Daniel Gutmann prête son physique athlétique à Figaro qu'il chante de son baryton sonore, une voix de bronze puissante et fort bien projetée. Anna Katharina Tonauer donne une Susanne pétillante, inventive et coquine. L'acteur Paul Clementi interprète avec brio le rôle de Cherubino, tout de rose vêtu. Réka Kristóf donne une admirable comtesse, une personne complexe, la seule qui sorte gagnante de cette folle journée qui la débarrasse d'un mari plus qu'encombrant. Daniel Schliewa compose un comte parfaitement odieux au physique aussi hideux que son mental. Juan Carlos Falcón réussit un Bazillus retors et pestilentiel. Anna Agathonos incarne Marcelline avec un grand talent scénique, le rôle d'une femme mûre qui pouvoir s'approprier un homme par l'argent, un contre-rôle magnifiquement dessiné par cette artiste généreuse.

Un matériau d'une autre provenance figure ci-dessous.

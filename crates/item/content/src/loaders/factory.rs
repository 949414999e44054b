//! Content factory for building catalogues from data files.

use std::path::{Path, PathBuf};

use item_core::{
    AffixSnapshot, CatalogueSnapshot, EngineConfig, ItemTypeFlags, ItemTypeOracle, TypeSnapshot,
};

use crate::loaders::{AffixLoader, CatalogueFile, ConfigLoader, LoadResult, TypeLoader};

/// Content factory that loads all catalogue data from a data directory.
///
/// # Directory Structure
///
/// ```text
/// data_dir/
/// ├── config.toml
/// ├── types.ron
/// └── affixes.ron
/// ```
pub struct ContentFactory {
    data_dir: PathBuf,
}

impl ContentFactory {
    /// Creates a new content factory pointing to a data directory.
    ///
    /// # Arguments
    ///
    /// * `data_dir` - Path to the directory containing data files
    pub fn new(data_dir: impl Into<PathBuf>) -> Self {
        Self {
            data_dir: data_dir.into(),
        }
    }

    /// Load engine configuration from `config.toml`.
    pub fn load_config(&self) -> LoadResult<EngineConfig> {
        let path = self.data_dir.join(CatalogueFile::Config.file_name());
        ConfigLoader::load(&path)
    }

    /// Load item types from `types.ron`.
    pub fn load_types(&self) -> LoadResult<TypeSnapshot> {
        let path = self.data_dir.join(CatalogueFile::Types.file_name());
        TypeLoader::load(&path)
    }

    /// Load stat and affix tables from `affixes.ron`.
    pub fn load_affixes(&self) -> LoadResult<AffixSnapshot> {
        let path = self.data_dir.join(CatalogueFile::Affixes.file_name());
        AffixLoader::load(&path)
    }

    /// Load both catalogues and check the references between them.
    ///
    /// Set and unique items must name a known base type, every runeword
    /// rune must be a rune type and socket bonuses must use known stats.
    pub fn load_catalogue(&self) -> LoadResult<CatalogueSnapshot> {
        let types = self.load_types()?;
        let affixes = self.load_affixes()?;

        for kind in types.types.values() {
            let mods = &kind.socket_mods;
            let mut all = mods.weapon.iter().chain(&mods.armor).chain(&mods.shield);
            if let Some(unknown) = all.find(|m| !affixes.stats.contains_key(&m.stat)) {
                anyhow::bail!(
                    "Item type '{}' grants unknown stat {} when socketed",
                    kind.code,
                    unknown.stat
                );
            }
        }

        for set in affixes.set_items.values() {
            if types.item_type(set.code).is_none() {
                anyhow::bail!("Set item '{}' uses unknown type '{}'", set.name, set.code);
            }
        }
        for unique in affixes.unique_items.values() {
            if types.item_type(unique.code).is_none() {
                anyhow::bail!(
                    "Unique item '{}' uses unknown type '{}'",
                    unique.name,
                    unique.code
                );
            }
        }
        for runeword in affixes.runewords.values() {
            for rune in &runeword.runes {
                let is_rune = types
                    .item_type(*rune)
                    .is_some_and(|kind| kind.is(ItemTypeFlags::RUNE));
                if !is_rune {
                    anyhow::bail!("Runeword '{}' uses '{}', which is not a rune", runeword.name, rune);
                }
            }
        }

        tracing::debug!(
            data_dir = %self.data_dir.display(),
            types = types.len(),
            stats = affixes.stats.len(),
            runewords = affixes.runewords.len(),
            "loaded catalogue"
        );
        Ok(CatalogueSnapshot::new(types, affixes))
    }

    /// Returns the data directory path.
    pub fn data_dir(&self) -> &Path {
        &self.data_dir
    }
}

#[cfg(test)]
mod tests {
    use super::*;

    #[test]
    fn test_factory_paths() {
        let factory = ContentFactory::new("/tmp/data");
        assert_eq!(factory.data_dir(), Path::new("/tmp/data"));
    }
}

Un spectacle ébouriffant, avec une mise en scène surprenante de drôlerie burlesque et qui dénonce en l'exposant l'immonde vulgarité répugnante et grotesque des prédateurs sexuels. Johanna Doderer a réussi une musique sensuelle et rythmée, une composition qui reste toujours proche du texte, entremêlant dialogues, airs et sonorités orchestrales avec de grands airs qui ne s'écartent pas de la tonalité et ne font qu'intensifier l'action. La partition, la mise en scène, les décors et les costumes présentent des traits qu'on pourrait qualifier de néo baroques.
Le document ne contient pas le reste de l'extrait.